La notion d’entreprise responsable n’a plus de secret pour personne. Tout le monde en a entendu parler, surtout depuis la votation populaire de l’an passé. Alors que l’ordonnance du contre-projet indirect à l’initiative dite des « multinationales responsables » est actuellement soumise à consultation publique, d’autres pays et l’Union Européenne progressent avec des textes ambitieux. Reste l’enjeu central: la mise en application opérationnelle. En gros : de quelle façon cette responsabilité peut-elle se traduire dans la pratique ?

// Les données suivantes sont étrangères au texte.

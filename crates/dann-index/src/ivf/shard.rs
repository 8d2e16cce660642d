//! One shard of the inverted file: a subset of posting lists keyed by
//! centroid id.

use super::list::InvertedList;
use crate::distance::{l2_distance, TopK};
use dann_core::{SearchResult, VectorId};
use std::collections::HashMap;

/// Owns the posting lists for the centroids mapped to this shard.
///
/// Scans are read-only; the owning index serializes writers against readers
/// with the shard's lock.
#[derive(Debug)]
pub struct IvfShard {
    shard_id: u32,
    dim: usize,
    postings: HashMap<i64, InvertedList>,
}

impl IvfShard {
    pub fn new(shard_id: u32, dim: usize) -> Self {
        Self {
            shard_id,
            dim,
            postings: HashMap::new(),
        }
    }

    pub fn shard_id(&self) -> u32 {
        self.shard_id
    }

    /// Appends `list` to the posting for `centroid_id`, creating the entry
    /// on first sight. Member insertion order is preserved.
    pub fn add_posting(&mut self, centroid_id: i64, list: InvertedList) {
        self.postings
            .entry(centroid_id)
            .or_default()
            .append(&list);
    }

    /// Appends one vector to the posting for `centroid_id`.
    pub fn push(&mut self, centroid_id: i64, id: VectorId, vector: &[f32]) {
        self.postings
            .entry(centroid_id)
            .or_default()
            .push(id, vector);
    }

    /// Scans the given probes, returning at most `k` results sorted
    /// ascending by `(distance, id)`.
    ///
    /// Members are scanned in insertion order; the bounded heap keyed
    /// `(distance, id)` breaks ties toward the smaller id. Probes this shard
    /// does not own are skipped.
    pub fn search(&self, probes: &[i64], query: &[f32], k: usize) -> Vec<SearchResult> {
        let mut top = TopK::new(k);
        for centroid_id in probes {
            let Some(list) = self.postings.get(centroid_id) else {
                continue;
            };
            for (id, vector) in list.iter(self.dim) {
                top.push(id, l2_distance(vector, query));
            }
        }
        top.into_sorted_vec()
    }

    /// Removes `id` from whichever posting holds it.
    pub fn remove(&mut self, id: VectorId) -> bool {
        for list in self.postings.values_mut() {
            if list.remove(id, self.dim) {
                return true;
            }
        }
        false
    }

    /// Looks up the vector stored under `id`.
    pub fn get(&self, id: VectorId) -> Option<&[f32]> {
        for list in self.postings.values() {
            if let Some(pos) = list.ids().iter().position(|&x| x == id) {
                return Some(list.vector_at(pos, self.dim));
            }
        }
        None
    }

    /// Total members across all postings.
    pub fn len(&self) -> usize {
        self.postings.values().map(|l| l.len()).sum()
    }

    pub fn is_empty(&self) -> bool {
        self.postings.values().all(|l| l.is_empty())
    }

    /// Number of members in one posting.
    pub fn posting_len(&self, centroid_id: i64) -> usize {
        self.postings.get(&centroid_id).map(|l| l.len()).unwrap_or(0)
    }

    /// Iterates `(centroid_id, posting)` pairs. Order is unspecified;
    /// callers that need determinism sort by centroid id.
    pub fn postings(&self) -> impl Iterator<Item = (i64, &InvertedList)> {
        self.postings.iter().map(|(&c, l)| (c, l))
    }
}

// =============================================================================
// Tests
// =============================================================================
impl BulkLoader {
    pub fn new(
        index: Arc<LocalVectorIndex>,
        consistency: Option<Arc<ConsistencyManager>>,
        config: LoaderConfig,
    ) -> Arc<Self> {
        let (tx, rx) = mpsc::channel(config.queue_capacity.max(1));
        Arc::new(Self {
            index,
            consistency,
            config,
            tasks: Mutex::new(HashMap::new()),
            queue_tx: tx,
            queue_rx: Arc::new(tokio::sync::Mutex::new(rx)),
            metrics: Mutex::new(MetricsInner::default()),
            next_id: AtomicU64::new(1),
            running: AtomicBool::new(false),
        })
    }

    /// Spawns the worker pool; idempotent.
    pub fn start_workers(self: &Arc<Self>) -> Vec<tokio::task::JoinHandle<()>> {
        if self.running.swap(true, Ordering::SeqCst) {
            return Vec::new();
        }
        (0..self.config.max_concurrent_loads.max(1))
            .map(|worker| {
                let loader = Arc::clone(self);
                tokio::spawn(async move {
                    debug!(worker = worker, "bulk-load worker started");
                    loop {
                        let load_id = {
                            let mut rx = loader.queue_rx.lock().await;
                            rx.recv().await
                        };
                        match load_id {
                            Some(load_id) => loader.process(&load_id).await,
                            None => break,
                        }
                    }
                })
            })
            .collect()
    }

    /// Validates and enqueues a load. Blocks when the queue is at capacity.
    pub async fn submit(&self, request: BulkLoadRequest) -> Result<LoadHandle> {
        self.validate(&request)?;

        let load_id = format!(
            "load-{}-{}",
            self.next_id.fetch_add(1, Ordering::SeqCst),
            now_ms()
        );
        let (done_tx, rx) = oneshot::channel();
        let total = request.ids.len() as u64;

        let task = LoadTask {
            request,
            progress: LoadProgress {
                total,
                status: LoadStatus::Pending,
                start_ms: now_ms(),
                ..LoadProgress::default()
            },
            cancelled: Arc::new(AtomicBool::new(false)),
            done_tx: Some(done_tx),
        };
        self.tasks
            .lock()
            .unwrap_or_else(|e| e.into_inner())
            .insert(load_id.clone(), task);

        self.queue_tx
            .send(load_id.clone())
            .await
            .map_err(|_| DannError::Internal("load queue closed".into()))?;

        info!(load_id = %load_id, total = total, "load enqueued");
        Ok(LoadHandle { load_id, rx })
    }

    /// Submits a load and waits for it to finish.
    pub async fn load_sync(&self, request: BulkLoadRequest) -> Result<LoadProgress> {
        let handle = self.submit(request).await?;
        let load_id = handle.load_id.clone();
        handle.await_completion().await?;
        self.get_progress(&load_id)
    }

    fn validate(&self, request: &BulkLoadRequest) -> Result<()> {
        if request.ids.is_empty() {
            return Err(DannError::BadRequest("empty id list".into()));
        }
        if request.vectors.is_empty() {
            return Err(DannError::BadRequest("empty vector buffer".into()));
        }
        let dim = self.index.dimension();
        if request.vectors.len() % dim != 0 {
            return Err(DannError::BadRequest(format!(
                "vector buffer length {} is not a multiple of dim {}",
                request.vectors.len(),
                dim
            )));
        }
        if request.vectors.len() / dim != request.ids.len() {
            return Err(DannError::BadRequest(format!(
                "{} vectors for {} ids",
                request.vectors.len() / dim,
                request.ids.len()
            )));
        }
        Ok(())
    }

    async fn process(&self, load_id: &str) {
        let (request, cancelled) = {
            let mut tasks = self.tasks.lock().unwrap_or_else(|e| e.into_inner());
            let Some(task) = tasks.get_mut(load_id) else {
                warn!(load_id = %load_id, "dequeued unknown load");
                return;
            };
            task.progress.status = LoadStatus::Running;
            task.progress.start_ms = now_ms();
            (task.request.clone(), Arc::clone(&task.cancelled))
        };

        let dim = self.index.dimension();
        let batch_size = request.batch_size.max(1).min(self.config.batch_size.max(1));
        let total = request.ids.len() as u64;
        let start_ms = now_ms();

        let mut processed = 0u64;
        let mut failed = 0u64;
        let mut hard_failure = false;

        let chunks = request
            .ids
            .chunks(batch_size)
            .zip(request.vectors.chunks(batch_size * dim));

        for (chunk_ids, chunk_vectors) in chunks {
            if cancelled.load(Ordering::SeqCst) {
                info!(load_id = %load_id, processed = processed, "load cancelled");
                self.finish(load_id, LoadStatus::Cancelled, processed, failed, start_ms);
                return;
            }
            if now_ms().saturating_sub(start_ms) >= self.config.load_timeout.as_millis() as u64 {
                warn!(
                    load_id = %load_id,
                    budget_ms = self.config.load_timeout.as_millis() as u64,
                    "load exceeded its budget"
                );
                self.finish(load_id, LoadStatus::Failed, processed, failed, start_ms);
                return;
            }

            if request.overwrite_existing {
                for &id in chunk_ids {
                    if self.index.contains(id) {
                        let _ = self.index.remove_vector(id);
                    }
                }
            }

            match self.load_batch(chunk_vectors, chunk_ids).await {
                Ok(()) => {
                    processed += chunk_ids.len() as u64;
                    self.forward_operations().await;
                }
                Err(e) => match self.config.error_strategy {
                    ErrorStrategy::FailFast => {
                        warn!(load_id = %load_id, error = %e, "batch failed, aborting load");
                        hard_failure = true;
                        break;
                    }
                    ErrorStrategy::SkipFailed | ErrorStrategy::RetryAll => {
                        warn!(load_id = %load_id, error = %e, "batch failed, skipping");
                        failed += chunk_ids.len() as u64;
                    }
                },
            }

            self.update_progress(load_id, processed, failed, start_ms, total);
        }

        let status = if hard_failure {
            LoadStatus::Failed
        } else if failed == 0 {
            LoadStatus::Completed
        } else {
            LoadStatus::CompletedWithErrors
        };
        self.finish(load_id, status, processed, failed, start_ms);
    }

    /// One batch insert; `retry_all` retries with exponential backoff
    /// before giving up on the batch.
    async fn load_batch(&self, vectors: &[f32], ids: &[VectorId]) -> Result<()> {
        let attempts = match self.config.error_strategy {
            ErrorStrategy::RetryAll => self.config.retry_attempts.max(1),
            _ => 1,
        };
        let mut backoff = self.config.retry_backoff;
        let mut last = None;
        for attempt in 0..attempts {
            match self.index.add_vectors(vectors, ids) {
                Ok(()) => return Ok(()),
                Err(e) => {
                    last = Some(e);
                    if attempt + 1 < attempts {
                        debug!(attempt = attempt + 1, backoff_ms = backoff.as_millis() as u64, "retrying batch");
                        tokio::time::sleep(backoff).await;
                        backoff *= 2;
                    }
                }
            }
        }
        Err(last.unwrap_or_else(|| DannError::Internal("batch failed with no error".into())))
    }

    /// Hands recorded mutations to the consistency layer for replication.
    async fn forward_operations(&self) {
        let Some(consistency) = &self.consistency else {
            self.index.clear_pending_operations();
            return;
        };
        for op in self.index.take_pending_operations() {
            if let Err(e) = consistency.propagate(op).await {
                warn!(error = %e, "failed to enqueue operation for replication");
            }
        }
    }

    fn update_progress(
        &self,
        load_id: &str,
        processed: u64,
        failed: u64,
        start_ms: u64,
        total: u64,
    ) {
        let mut tasks = self.tasks.lock().unwrap_or_else(|e| e.into_inner());
        if let Some(task) = tasks.get_mut(load_id) {
            task.progress.processed = processed;
            task.progress.failed = failed;
            let done = processed + failed;
            if done > 0 && done < total {
                let elapsed = now_ms().saturating_sub(start_ms);
                task.progress.eta_ms = start_ms + elapsed * total / done;
            }
        }
    }

    fn finish(&self, load_id: &str, status: LoadStatus, processed: u64, failed: u64, start_ms: u64) {
        let elapsed_ms = now_ms().saturating_sub(start_ms);

        // The completion handle is resolved outside the task lock.
        let done_tx = {
            let mut tasks = self.tasks.lock().unwrap_or_else(|e| e.into_inner());
            match tasks.get_mut(load_id) {
                Some(task) => {
                    task.progress.status = status;
                    task.progress.processed = processed;
                    task.progress.failed = failed;
                    task.progress.eta_ms = now_ms();
                    task.done_tx.take()
                }
                None => None,
            }
        };

        {
            let mut metrics = self.metrics.lock().unwrap_or_else(|e| e.into_inner());
            metrics.total_loads += 1;
            metrics.total_load_time_ms += elapsed_ms;
            metrics.total_vectors_loaded += processed;
            match status {
                LoadStatus::Completed | LoadStatus::CompletedWithErrors => {
                    metrics.successful_loads += 1
                }
                _ => metrics.failed_loads += 1,
            }
        }

        info!(
            load_id = %load_id,
            status = %status,
            processed = processed,
            failed = failed,
            elapsed_ms = elapsed_ms,
            "load finished"
        );

        if let Some(tx) = done_tx {
            let _ = tx.send(!matches!(status, LoadStatus::Failed | LoadStatus::Cancelled));
        }
    }

    // =========================================================================
    // Introspection and control
    // =========================================================================

    pub fn get_progress(&self, load_id: &str) -> Result<LoadProgress> {
        self.tasks
            .lock()
            .unwrap_or_else(|e| e.into_inner())
            .get(load_id)
            .map(|t| t.progress.clone())
            .ok_or_else(|| DannError::BadRequest(format!("unknown load id: {load_id}")))
    }

    /// Loads that have not reached a terminal status.
    pub fn get_active_loads(&self) -> Vec<String> {
        let tasks = self.tasks.lock().unwrap_or_else(|e| e.into_inner());
        let mut active: Vec<String> = tasks
            .iter()
            .filter(|(_, t)| !t.progress.status.is_terminal())
            .map(|(id, _)| id.clone())
            .collect();
        active.sort();
        active
    }

    /// Flags a load for cancellation; the worker exits at the next batch
    /// boundary.
    pub fn cancel_load(&self, load_id: &str) -> Result<()> {
        let tasks = self.tasks.lock().unwrap_or_else(|e| e.into_inner());
        match tasks.get(load_id) {
            Some(task) => {
                task.cancelled.store(true, Ordering::SeqCst);
                Ok(())
            }
            None => Err(DannError::BadRequest(format!("unknown load id: {load_id}"))),
        }
    }

    pub fn get_metrics(&self) -> LoadMetrics {
        let inner = self.metrics.lock().unwrap_or_else(|e| e.into_inner());
        let avg_load_time_ms = if inner.total_loads > 0 {
            inner.total_load_time_ms as f64 / inner.total_loads as f64
        } else {
            0.0
        };
        let avg_vectors_per_second = if inner.total_load_time_ms > 0 {
            inner.total_vectors_loaded as f64 * 1000.0 / inner.total_load_time_ms as f64
        } else {
            0.0
        };
        LoadMetrics {
            total_loads: inner.total_loads,
            successful_loads: inner.successful_loads,
            failed_loads: inner.failed_loads,
            total_vectors_loaded: inner.total_vectors_loaded,
            avg_load_time_ms,
            avg_vectors_per_second,
        }
    }

    pub fn reset_metrics(&self) {
        *self.metrics.lock().unwrap_or_else(|e| e.into_inner()) = MetricsInner::default();
    }

    // =========================================================================
    // Distributed loading
    // =========================================================================

    /// Splits a request across `nodes` by `hash(id) mod node_count` and
    /// dispatches one sub-request per node (the local node's partition is
    /// loaded in-process). Succeeds iff every sub-request succeeds.
    pub async fn distributed_load(
        &self,
        request: &BulkLoadRequest,
        nodes: &[NodeInfo],
        local_node_id: &str,
        transport: &dyn LoadTransport,
    ) -> Result<u64> {
        self.validate(request)?;
        if nodes.is_empty() {
            return Err(DannError::BadRequest("no target nodes".into()));
        }

        let dim = self.index.dimension();
        let partitions = partition_request(request, dim, nodes.len());

        let mut loaded = 0u64;
        for (node, (ids, vectors)) in nodes.iter().zip(partitions) {
            if ids.is_empty() {
                continue;
            }
            if node.node_id == local_node_id {
                let sub = BulkLoadRequest::new(vectors, ids.clone())
                    .with_batch_size(request.batch_size);
                let progress = self.load_sync(sub).await?;
                if matches!(progress.status, LoadStatus::Failed | LoadStatus::Cancelled) {
                    return Err(DannError::Internal(format!(
                        "local partition finished {}",
                        progress.status
                    )));
                }
                loaded += progress.processed;
            } else {
                loaded += transport
                    .add_vectors(node, &vectors, &ids, request.batch_size)
                    .await?;
            }
        }
        Ok(loaded)
    }
}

Une responsabilité de diligence raisonnable
En approuvant à l’unanimité au Conseil des droits de l’homme de l’ONU en juin 2011, il y donc exactement dix ans, les Principes Directeurs des Nations Unies relatifs aux entreprises et aux droits de l’homme, la communauté internationale reconnaissait pour la première fois qu’en plus du rôle de l’Etat à protéger les droits humains, l’entreprise a, quant à elle, une responsabilité à les respecter. Afin de s’acquitter de cette responsabilité, l’entreprise se doit de mettre en place un processus de diligence raisonnable. Celui-ci consiste à inscrire les droits humains dans ses politiques et ses systèmes de gestion internes, à identifier et à évaluer les risques d’incidences négatives (que l’entreprise peut avoir ou auxquelles elle peut contribuer par ses propres activités, ou qui peuvent découler des celles de ses relations commerciales), à prévenir ces incidences et en atténuer les effets, et à rendre compte de la manière dont elles y remédient. De la gestion des risques dont la particularité réside d’une part dans le fait de s’exercer de façon progressive et selon les moyens de l’entreprise ; et d’autre part d’être centrée sur l’humain.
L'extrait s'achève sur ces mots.